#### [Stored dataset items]

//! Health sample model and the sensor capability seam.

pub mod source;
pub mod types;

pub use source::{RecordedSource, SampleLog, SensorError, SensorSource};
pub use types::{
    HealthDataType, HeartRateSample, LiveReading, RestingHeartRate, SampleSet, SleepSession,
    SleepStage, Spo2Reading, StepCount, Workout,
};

#### [Task to carry out]
Show every line of the data in which the word "source" appears.

#### [Reply to the task]
pub mod source;
pub use source::{RecordedSource, SampleLog, SensorError, SensorSource};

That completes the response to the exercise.